Ed Summers wrote a small utility, called xkcd2347, that walks the dependencies of a projects up to a given depth.
pip install xkcd2347
xkcd2347 --depth 2 kubernetes/kubernetes # It will ask you Github token.
import xkcd2347
gh = xkcd2347.GitHub(key="yourkeyhere")
for dep in gh.get_dependencies('kubernetes', 'kubernetes'):
print(dep['packageName'])
This is what Github parses to construct the Dependency Graph:
Can Github folks help to analyze the Dependency Graph and get the number of projects that directly or indirectly depend on a given project?
Counting the number of packages that directly or indirectly depend on curl
.
$ apt-cache rdepends --no-recommends --no-suggests --no-enhances --recurse curl | grep -v "Reverse Depends:" | wc -l
329966
Counting the number of packages upon which curl
directly or indirectly depends.
$ apt-cache depends --no-recommends --no-suggests --no-enhances --recurse curl | wc -l
54366
Counting the number of packages upon which react depends
$ npm install -g npm-remote-ls
$ echo $(( $(npm-remote-ls react | wc -l) - 1))
4
@mboehme this is awesome! I really like the graph idea. I think "centrality" could be an awesome signal into the final criticality score (maybe even the dominant one), but I don't see how we could use it to compare across package-manager ecosystems. I'm not aware of any way today to get the full, global graph of dependencies, which is what we would really need here.
For example, the PyPI graph could be amazing for comparing within PyPI, but it would never show you that the CPython itself is a dependency of (almost) every package on PyPI.
Also thanks for the pointer to the GraphQL API! I missed this when I was playing around at first, because it's not available for Go yet which is where I started looking.
@andrew’s https://libraries.io tracks many package manager ecosystems and has APIs for many things, including dependents (https://libraries.io/api).
It is extensible; you can add support for new package managers: https://github.com/librariesio/libraries.io/blob/master/docs/add-a-package-manager.md
Still on my list to extend it to see spack packages.
I think "centrality" could be an awesome signal into the final criticality score (maybe even the dominant one), but I don't see how we could use it to compare across package-manager ecosystems. [..]
For example, the PyPI graph could be amazing for comparing within PyPI, but it would never show you that the CPython itself is a dependency of (almost) every package on PyPI.
I agree. There are certain dependencies that cannot be tracked. For instance, dependence on the kernel or the compiler / interpreter won't be that explicit.

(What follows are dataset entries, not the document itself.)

//! sled-backed pointer store.

use std::ops::Bound;
use std::path::Path;

use async_trait::async_trait;
use tracing::{debug, info};

use crate::error::{PointerDbError, PointerDbResult};
use crate::store::{ListItem, ListOptions, ListPage, PATH_SEPARATOR, PointerDb};

/// Pointer store kept in a single sled tree, ordered by raw key bytes.
#[derive(Debug, Clone)]
pub struct SledPointerDb {
    db: sled::Db,
}

impl SledPointerDb {
    /// Open an existing pointer store directory.
    pub fn open(path: impl AsRef<Path>) -> PointerDbResult<Self> {
        let path = path.as_ref();
        info!("Opening pointer store: {}", path.display());
        let db = sled::open(path)?;
        Ok(Self { db })
    }

    /// Open a throwaway store (for testing).
    pub fn temporary() -> PointerDbResult<Self> {
        let db = sled::Config::new().temporary(true).open()?;
        Ok(Self { db })
    }

    pub fn put(&self, key: impl AsRef<[u8]>, value: impl AsRef<[u8]>) -> PointerDbResult<()> {
        self.db.insert(key.as_ref(), value.as_ref())?;
        Ok(())
    }

    pub fn remove(&self, key: impl AsRef<[u8]>) -> PointerDbResult<()> {
        self.db.remove(key.as_ref())?;
        Ok(())
    }

    fn list_page(&self, options: &ListOptions) -> PointerDbResult<ListPage> {
        let limit = options.page_size();
        let start = if options.start_after.is_empty() {
            Bound::Included(options.prefix.clone())
        } else {
            let mut key = options.prefix.clone();
            key.extend_from_slice(&options.start_after);
            Bound::Excluded(key)
        };

        // a non-recursive page that ended on a collapsed prefix resumes past it
        let ends_on_dir = options.start_after.last() == Some(&PATH_SEPARATOR);
        let skipped_dir =
            (!options.recursive && ends_on_dir).then_some(options.start_after.as_slice());

        let mut items: Vec<ListItem> = Vec::new();
        for entry in self.db.range((start, Bound::Unbounded)) {
            let (key, value) = entry?;
            if !key.starts_with(&options.prefix) {
                break;
            }

            let relative = &key[options.prefix.len()..];
            if skipped_dir.is_some_and(|dir| relative.starts_with(dir)) {
                continue;
            }

            let dir_end = (!options.recursive)
                .then(|| relative.iter().position(|b| *b == PATH_SEPARATOR))
                .flatten();

            let item = match dir_end {
                Some(end) => {
                    let dir = &relative[..=end];
                    if items.last().is_some_and(|last| last.is_prefix && last.key == dir) {
                        continue;
                    }
                    ListItem {
                        key: dir.to_vec(),
                        value: Vec::new(),
                        is_prefix: true,
                    }
                }
                None => ListItem {
                    key: relative.to_vec(),
                    value: if options.include_value {
                        value.to_vec()
                    } else {
                        Vec::new()
                    },
                    is_prefix: false,
                },
            };

            if items.len() == limit {
                return Ok(ListPage { items, more: true });
            }
            items.push(item);
        }

        Ok(ListPage { items, more: false })
    }
}

#[async_trait]
impl PointerDb for SledPointerDb {
    async fn list(&self, options: &ListOptions) -> PointerDbResult<ListPage> {
        self.list_page(options)
    }

    async fn get_all(&self, keys: &[Vec<u8>]) -> PointerDbResult<Vec<Vec<u8>>> {
        debug!(keys = keys.len(), "Fetching pointers");
        keys.iter()
            .map(|key| {
                self.db
                    .get(key)?
                    .map(|value| value.to_vec())
                    .ok_or_else(|| PointerDbError::key_not_found(key))
            })
            .collect()
    }
}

The importance of those projects is more visible in the other signals of the criticality score.
I agree. There are certain dependencies that cannot be tracked. For instance, dependence on the kernel or the compiler / interpreter won't be that explicit. The importance of those projects is more visible in the other signals of the criticality score.
If that theoretical graph did exist somehow, all of this would be much simpler!
@andrew’s https://libraries.io tracks many package manager ecosystems and has APIs for many things, including dependents (https://libraries.io/api).
So many cool things to look at! I had no idea libraries.io had an API. Adding this to the list of things to play around with.
Adding another pointer from Georgios at Facebook.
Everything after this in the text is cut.